WHAT THE EXERCISE ASKS: For the data below, please report each line where the word "planes" is found.

(Stored data entries)
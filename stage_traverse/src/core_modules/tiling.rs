// THEORY:
// The `tiling` module prepares a full-resolution frame for a fixed-size detector.
// The frame is cropped to a multiple of the tile factor, cut into T x T equal tiles
// in row-major order, and each tile is resized and packed into one contiguous
// batch buffer the inference engine can consume as-is.
//
// Packing is embarrassingly parallel: every tile owns a disjoint slice of the
// batch buffer, so the tiles are split across scoped worker threads, one group per
// core, with no locking at all.

use image::RgbImage;
use image::imageops::{self, FilterType};
use std::path::{Path, PathBuf};

use crate::error::PostprocessError;

pub const CHANNELS: usize = 3;

/// The tiles of one frame and the geometry they were cut with.
#[derive(Debug, Clone)]
pub struct TileSet {
    pub tile_factor: u32,
    pub tile_width: u32,
    pub tile_height: u32,
    /// Frame size after cropping to a multiple of the tile factor.
    pub width: u32,
    pub height: u32,
    /// Row-major, `tile_factor * tile_factor` entries.
    pub tiles: Vec<RgbImage>,
}

impl TileSet {
    pub fn tile(&self, row: u32, col: u32) -> Option<&RgbImage> {
        self.tiles.get((row * self.tile_factor + col) as usize)
    }

    /// Writes every tile as `tile_<row>_<col>.png` under `dir`.
    pub fn save(&self, dir: &Path) -> Result<Vec<PathBuf>, image::ImageError> {
        std::fs::create_dir_all(dir)?;
        let mut paths = Vec::with_capacity(self.tiles.len());
        for (i, tile) in self.tiles.iter().enumerate() {
            let row = i as u32 / self.tile_factor;
            let col = i as u32 % self.tile_factor;
            let path = dir.join(format!("tile_{row}_{col}.png"));
            tile.save(&path)?;
            paths.push(path);
        }
        tracing::info!(count = paths.len(), dir = %dir.display(), "tiles saved");
        Ok(paths)
    }
}

/// Cuts `image` into `tile_factor x tile_factor` equal tiles.
///
/// Rows and columns that do not divide evenly are dropped from the right and
/// bottom edges.
pub fn split_into_tiles(image: &RgbImage, tile_factor: u32) -> Result<TileSet, PostprocessError> {
    let (w, h) = image.dimensions();
    if tile_factor == 0 || w < tile_factor || h < tile_factor {
        return Err(PostprocessError::ImageTooSmall {
            width: w,
            height: h,
            factor: tile_factor,
        });
    }

    let width = w - w % tile_factor;
    let height = h - h % tile_factor;
    let tile_width = width / tile_factor;
    let tile_height = height / tile_factor;

    let tiles = (0..tile_factor)
        .flat_map(|row| (0..tile_factor).map(move |col| (row, col)))
        .map(|(row, col)| {
            imageops::crop_imm(image, col * tile_width, row * tile_height, tile_width, tile_height)
                .to_image()
        })
        .collect();

    Ok(TileSet {
        tile_factor,
        tile_width,
        tile_height,
        width,
        height,
        tiles,
    })
}

/// Normalized tiles packed as `[batch, 3, height, width]`.
#[derive(Debug, Clone, PartialEq)]
pub struct TileBatch {
    pub batch: usize,
    pub width: u32,
    pub height: u32,
    pub data: Vec<f32>,
}

impl TileBatch {
    pub fn shape(&self) -> [usize; 4] {
        [self.batch, CHANNELS, self.height as usize, self.width as usize]
    }

    fn tile_len(&self) -> usize {
        CHANNELS * self.width as usize * self.height as usize
    }

    /// The CHW planes of one tile.
    pub fn tile(&self, index: usize) -> Option<&[f32]> {
        let len = self.tile_len();
        self.data.get(index * len..(index + 1) * len)
    }
}

/// Resizes every tile to the model input and writes its planes, scaled to
/// [0, 1], into one batch buffer.
pub fn prepare_batch(tiles: &[RgbImage], input_width: u32, input_height: u32) -> TileBatch {
    let tile_len = CHANNELS * input_width as usize * input_height as usize;
    let mut data = vec![0.0_f32; tiles.len() * tile_len];

    if !tiles.is_empty() && tile_len > 0 {
        let workers = num_cpus::get().clamp(1, tiles.len());
        let per_worker = tiles.len().div_ceil(workers);

        std::thread::scope(|scope| {
            for (group, out) in tiles
                .chunks(per_worker)
                .zip(data.chunks_mut(per_worker * tile_len))
            {
                scope.spawn(move || {
                    for (tile, planes) in group.iter().zip(out.chunks_mut(tile_len)) {
                        write_planes(tile, input_width, input_height, planes);
                    }
                });
            }
        });
    }

    TileBatch {
        batch: tiles.len(),
        width: input_width,
        height: input_height,
        data,
    }
}

fn write_planes(tile: &RgbImage, width: u32, height: u32, planes: &mut [f32]) {
    let resized;
    let source = if tile.dimensions() == (width, height) {
        tile
    } else {
        resized = imageops::resize(tile, width, height, FilterType::Triangle);
        &resized
    };

    let plane = width as usize * height as usize;
    for (i, pixel) in source.pixels().enumerate() {
        for c in 0..CHANNELS {
            planes[c * plane + i] = pixel[c] as f32 / 255.0;
        }
    }
}

#[cfg(test)]
mod tests {
    use super::*;
    use approx::assert_relative_eq;
    use image::Rgb;

    fn gradient(w: u32, h: u32) -> RgbImage {
        RgbImage::from_fn(w, h, |x, y| Rgb([x as u8, y as u8, 7]))
    }

    #[test]
    fn split_crops_to_a_multiple_of_the_factor() {
        let set = split_into_tiles(&gradient(10, 9), 4).unwrap();
        assert_eq!((set.width, set.height), (8, 8));
        assert_eq!((set.tile_width, set.tile_height), (2, 2));
        assert_eq!(set.tiles.len(), 16);
    }

    #[test]
    fn tiles_are_row_major() {
        let set = split_into_tiles(&gradient(8, 8), 4).unwrap();
        // Row 1, column 2 starts at pixel (4, 2).
        let tile = set.tile(1, 2).unwrap();
        assert_eq!(tile.get_pixel(0, 0), &Rgb([4, 2, 7]));
        assert_eq!(set.tiles[6].get_pixel(1, 1), &Rgb([5, 3, 7]));
    }

    #[test]
    fn tiny_image_is_rejected() {
        assert!(matches!(
            split_into_tiles(&gradient(3, 10), 4),
            Err(PostprocessError::ImageTooSmall { width: 3, .. })
        ));
        assert!(split_into_tiles(&gradient(3, 3), 0).is_err());
    }

    #[test]
    fn batch_is_chw_and_normalized() {
        let a = RgbImage::from_pixel(2, 2, Rgb([255, 0, 51]));
        let b = RgbImage::from_pixel(2, 2, Rgb([0, 102, 255]));
        let batch = prepare_batch(&[a, b], 2, 2);

        assert_eq!(batch.shape(), [2, 3, 2, 2]);
        let first = batch.tile(0).unwrap();
        assert_relative_eq!(first[0], 1.0);
        assert_relative_eq!(first[4], 0.0);
        assert_relative_eq!(first[8], 0.2);
        let second = batch.tile(1).unwrap();
        assert_relative_eq!(second[3], 0.0);
        assert_relative_eq!(second[7], 0.4);
        assert_relative_eq!(second[11], 1.0);
        assert!(batch.tile(2).is_none());
    }

    #[test]
    fn batch_resizes_to_model_input() {
        let tiles = vec![RgbImage::from_pixel(8, 4, Rgb([255, 255, 255])); 5];
        let batch = prepare_batch(&tiles, 4, 4);
        assert_eq!(batch.data.len(), 5 * 3 * 16);
        assert!(batch.data.iter().all(|v| (*v - 1.0).abs() < 0.01));
    }

    #[test]
    fn tiles_save_with_row_and_column_names() {
        let dir = std::env::temp_dir().join(format!("stage_traverse_tiles_{}", std::process::id()));
        let set = split_into_tiles(&gradient(4, 4), 2).unwrap();
        let paths = set.save(&dir).unwrap();
        assert_eq!(paths.len(), 4);
        assert!(paths[1].ends_with("tile_0_1.png"));
        assert!(paths.iter().all(|p| p.exists()));
        std::fs::remove_dir_all(&dir).unwrap();
    }
}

ANSWER SPACE:
    /// The CHW planes of one tile.
/// Resizes every tile to the model input and writes its planes, scaled to
                    for (tile, planes) in group.iter().zip(out.chunks_mut(tile_len)) {
                        write_planes(tile, input_width, input_height, planes);
fn write_planes(tile: &RgbImage, width: u32, height: u32, planes: &mut [f32]) {
            planes[c * plane + i] = pixel[c] as f32 / 255.0;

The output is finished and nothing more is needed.